Calling her mother a "monster," Jennifer Hoffman said Sandra Layne deserves to be in prison for fatally shooting her teen son and strongly refuted the image painted of the boy during the Detroit-area grandmother's trial, the Huffington Post reported.
The 75-year-old woman, of West Bloomfield Township, was found guilty Tuesday of second-degree murder in death of her 17-year-old grandson Jonathan Hoffman May 18, 2012.
Jennifer and her ex-husband, Michael Hoffman, said the verdict disproves the accusations against their son during Layne's testimony. Layne argued she bought a gun because she feared the teenager and his friends after he came to live with her during his senior year in high school.
"It's a final vindication for my son, to restore his good name and reputation, because over the course of the last nine months, it's been tarnished in a very cruel manner," Michael said.
Layne fired 10 shots, and struck her grandson six times. She claimed she acted in self-defense during a violent argument, but the jury disagreed. She also was convicted of using a gun during a felony and likely faces at least 14 years in prison.

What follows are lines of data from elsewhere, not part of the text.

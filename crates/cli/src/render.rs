//! Plain-text rendering of view models.

#![allow(clippy::print_stdout)]

use std::io::Write;

use marketplace_client::views::{DashboardViewModel, Flash, FlashKind, ListingViewModel, Page};

pub fn listing(model: &ListingViewModel) {
    if let Some(flash) = &model.flash {
        self::flash(flash);
    }

    if model.rows.is_empty() {
        println!("No products to show.");
    } else {
        println!(
            "{:>5}  {:<24}  {:<36}  {:>10}  {:>4}  Image",
            "ID", "Name", "Description", "Price", "Qty"
        );
        for row in &model.rows {
            println!(
                "{:>5}  {:<24}  {:<36}  {:>10}  {:>4}  {}",
                row.id,
                clip(&row.name, 24),
                clip(&row.description, 36),
                row.price,
                row.quantity,
                row.image.as_deref().unwrap_or("-"),
            );
        }
    }

    let prev = if model.prev_enabled { "< prev" } else { "      " };
    let next = if model.next_enabled { "next >" } else { "      " };
    println!("{prev}   {}   {next}", model.page_label);
}

pub fn dashboard(model: &DashboardViewModel) {
    println!("Welcome, {}", model.greeting);
    if let Some(flash) = &model.flash {
        self::flash(flash);
    }

    if let Some(message) = model.empty_message {
        println!("{message}");
        return;
    }
    for row in &model.rows {
        println!(
            "{:>5}  {:<24}  {:<36}  {:>10}  {:>4}  {}",
            row.id,
            clip(&row.name, 24),
            clip(&row.description, 36),
            row.price,
            row.quantity,
            row.image_src.as_deref().unwrap_or("-"),
        );
    }
    if !model.rows.is_empty() {
        println!("Delete a product with `mp-cli delete <ID>`.");
    }
}

pub fn flash(flash: &Flash) {
    match flash.kind {
        FlashKind::Success => println!("{}", flash.text),
        FlashKind::Error => println!("error: {}", flash.text),
    }
}

pub fn inline_error(message: &str) {
    println!("error: {message}");
}

pub fn notice(message: &str) {
    println!("{message}");
}

/// Tell the user which command corresponds to the page they were sent to.
pub fn redirect(page: Page) {
    match page {
        Page::Login => {
            println!("You need to be logged in to view this page. Run `mp-cli login`.");
        }
        Page::Signup => println!("Run `mp-cli signup` to create an account."),
        Page::Listing => println!("Run `mp-cli products` to see the listing."),
        Page::Dashboard => println!("Run `mp-cli dashboard` to see your products."),
    }
}

pub fn prompt(text: &str) -> std::io::Result<()> {
    print!("{text}");
    std::io::stdout().flush()
}

/// Truncate to `width` characters for table cells.
fn clip(text: &str, width: usize) -> String {
    if text.chars().count() <= width {
        return text.to_owned();
    }
    let mut clipped: String = text.chars().take(width.saturating_sub(1)).collect();
    clipped.push('~');
    clipped
}

#[cfg(test)]
mod tests {
    use super::*;

    #[test]
    fn test_clip_keeps_short_text() {
        assert_eq!(clip("Lamp", 24), "Lamp");
    }

    #[test]
    fn test_clip_marks_truncation() {
        assert_eq!(clip("abcdefgh", 5), "abcd~");
    }
}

Jennifer acknowledged the teen used drugs, but said she wasn't aware of any deeper conflict between him and her mother. Jonathan's mother said Layne offered to take him for his senior year of school in 2011.
"It's really hard to comprehend that your own mother could do something like this to your own child," she told reporters. "I just know that my son is in heaven, and that's a place that she'll never see."
Defense attorney Jerome Sabbota said Layne was "devastated" by the verdict and is sorrowful over her grandson's death.
"She punishes herself every day," he said. "The legal system does what the legal system does. The jury felt that it wasn't appropriate self-defense."
"My grandma shot me. I'm going to die. Help. I got shot again," Jonathan told the dispatcher in a 9-11 phone call that was aired in the courtroom.
Without the 911 call, Michael later said, "we could have had a very different result" at the trial.